I'm having a problem with one of our instances of Networker 8.x running on Windows 2008 R2. Specifically Networker is having some difficulty labeling spare tapes in our jukebox. This issue has exhausted our pool of spares and backups are currently non-functional. Naturally, I am quite concerned about getting this fixed and running normally again.
Looking at the management console I can see all the tapes listed under the devices view. For each tape it shows the barcode, however the volume field shows all tapes the spares as unlabeled. Oddly though, under the tape volumes view I am seeing something completely different. There, each tape looks to have been only (partially) labeled. I can see the pool designation, volume name and each tape shows it's appendable with 0KB with 0% usage. Only some of the tapes are showing a corresponding barcode. Most are missing. We use the barcode as the tape label.
When networker tries to relabel these, it fails with the following error message:
"Duplicate volume name (%barcode). Select a new volume, or remove the original volume."
Also, in the tape devices view I am seeing what looks to be corrupted volume and barcode labels. Several (6) of my already full tapes are showing "E" as both the barcode and volume name. This is a bit alarming.
I found the following community document to resolve this kind of an issue: https://community.emc.com/docs/DOC-20084
Given the age of this document (2012), would still be safe to follow for my version of networker?
The NW behavior in this area has not changed at all over all these years.
In general, NW has no problems with duplicate labels - they are absolute possible:
- NW will accept them ifyou import a duplicate volume fromanother data zone (NW server) thanks to the usage of the internal volume ID
- However, NW will not allow to use the same volume name for labeling in the same data zone.
In your case, I think there is an issue with the media db. Info has been lost.
Of course, you may
- delete a volume from the media db (this will not touch the data at all)
- then scan the tape to get the media db repopulated with that tape's metadata.
Depending on your number of tapes this may take 'ages'.
But before you do that, may I suggest that you inventory the jukebox media with the option "Force load and verify labels" and try to re-sync the volume information this way.
Hi Thanks for the response.
OK so, I tried inventorying one of the partially labeled tapes tape using the "Force load and verify labels" option and received the following error:
"Moving (%pool) tape mtio failed, I/O error"
"No tape label found"
Interestingly, when I run an "NSRJB" on the command line, it shows there is a tape in the slot and it's barcode, but doesn't show the label or the pool assignment (this data is however displayed in the "tape volumes" view). Also, and I just noticed this....most of the tapes new tapes with this problem are not properly showing the location in the "tape devices" view. It's as if networker doesn't recognize they're in the jukebox.

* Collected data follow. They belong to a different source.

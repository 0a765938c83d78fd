use lru::LruCache;
use std::num::NonZeroUsize;
use std::sync::{Arc, Mutex, MutexGuard};

const FALLBACK_CAPACITY: usize = 1024;

/// What the cache remembers about one tile URL
#[derive(Debug, Clone, PartialEq)]
pub enum CachedTile {
    Data(Arc<Vec<u8>>),
    /// The server answered without a tile; the placeholder stands in for it
    Missing,
}

/// LRU cache of tile bodies keyed by URL, shared between loader clones.
///
/// Known-missing tiles are remembered too so sparse regions do not refetch
/// their empty edges on every pan. Transport errors are never cached.
#[derive(Debug, Clone)]
pub struct TileCache {
    entries: Arc<Mutex<LruCache<String, CachedTile>>>,
}

impl TileCache {
    /// A zero capacity falls back to 1024 entries
    pub fn new(capacity: usize) -> Self {
        let capacity = NonZeroUsize::new(capacity)
            .or(NonZeroUsize::new(FALLBACK_CAPACITY))
            .unwrap_or(NonZeroUsize::MIN);
        Self {
            entries: Arc::new(Mutex::new(LruCache::new(capacity))),
        }
    }

    fn lock(&self) -> Option<MutexGuard<'_, LruCache<String, CachedTile>>> {
        match self.entries.lock() {
            Ok(guard) => Some(guard),
            Err(_) => {
                log::error!("tile cache lock poisoned");
                None
            }
        }
    }

    pub fn get(&self, url: &str) -> Option<CachedTile> {
        self.lock()?.get(url).cloned()
    }

    pub fn put(&self, url: String, data: Arc<Vec<u8>>) {
        if let Some(mut entries) = self.lock() {
            entries.put(url, CachedTile::Data(data));
        }
    }

    pub fn mark_missing(&self, url: String) {
        if let Some(mut entries) = self.lock() {
            entries.put(url, CachedTile::Missing);
        }
    }

    /// Drops every entry whose URL starts with `prefix`, e.g. one region's clips
    pub fn evict_prefix(&self, prefix: &str) -> usize {
        let Some(mut entries) = self.lock() else {
            return 0;
        };
        let stale: Vec<String> = entries
            .iter()
            .filter(|(url, _)| url.starts_with(prefix))
            .map(|(url, _)| url.clone())
            .collect();
        for url in &stale {
            entries.pop(url);
        }
        stale.len()
    }

    pub fn clear(&self) {
        if let Some(mut entries) = self.lock() {
            entries.clear();
        }
    }

    pub fn len(&self) -> usize {
        self.lock().map_or(0, |entries| entries.len())
    }

    pub fn is_empty(&self) -> bool {
        self.len() == 0
    }

    pub fn capacity(&self) -> usize {
        self.lock().map_or(0, |entries| entries.cap().get())
    }
}

impl Default for TileCache {
    fn default() -> Self {
        Self::new(FALLBACK_CAPACITY)
    }
}
use serde::{Deserialize, Serialize};

/// Easing curve applied to camera transitions
#[derive(Debug, Clone, Copy, PartialEq, Eq, Default, Serialize, Deserialize)]
#[serde(rename_all = "snake_case")]
pub enum EasingType {
    Linear,
    EaseIn,
    #[default]
    EaseOut,
    EaseInOut,
    Smooth,
}

impl EasingType {
    /// Apply easing function to a normalized time value (0.0 to 1.0)
    pub fn apply(self, t: f64) -> f64 {
        let t = t.clamp(0.0, 1.0);
        match self {
            EasingType::Linear => t,
            EasingType::EaseIn => t * t * t,
            EasingType::EaseOut => {
                let t = t - 1.0;
                t * t * t + 1.0
            }
            EasingType::EaseInOut => {
                if t < 0.5 {
                    4.0 * t * t * t
                } else {
                    1.0 - (-2.0 * t + 2.0).powi(3) / 2.0
                }
            }
            // 3t^2 - 2t^3
            EasingType::Smooth => t * t * (3.0 - 2.0 * t),
        }
    }
}

#[cfg(test)]
mod tests {
    use super::*;

    #[test]
    fn test_endpoints() {
        for easing in [
            EasingType::Linear,
            EasingType::EaseIn,
            EasingType::EaseOut,
            EasingType::EaseInOut,
            EasingType::Smooth,
        ] {
            assert_eq!(easing.apply(0.0), 0.0);
            assert_eq!(easing.apply(1.0), 1.0);
        }
        assert_eq!(EasingType::Linear.apply(2.0), 1.0);
    }
}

There is an awful lot of inconsistency here.
Hard to say where to go next. I most likely would use this sequence.
- try to reset the jukebox (nsrjb -HEv)
- restart the NW/the NW server
- de-install/re-install the jukebox and do a full inverntory. Especially if it is small.
How many tapes are involved?
"No tape label found". This either means that the tape is damaged, or there is a problem reading the tape.
When you just run nsrjb, it only displays what NetWorker thinks is the jukebox contents. This is based on information that is stored in the res database when NetWorker jukebox resource was last updated. This is why its output may not match the current jukebox status.
it shows there is a tape in the slot and it's barcode, but doesn't show the label or the pool assignment: This implies that NetWorker does not currently know what is the actual tape volume in that is in that slot.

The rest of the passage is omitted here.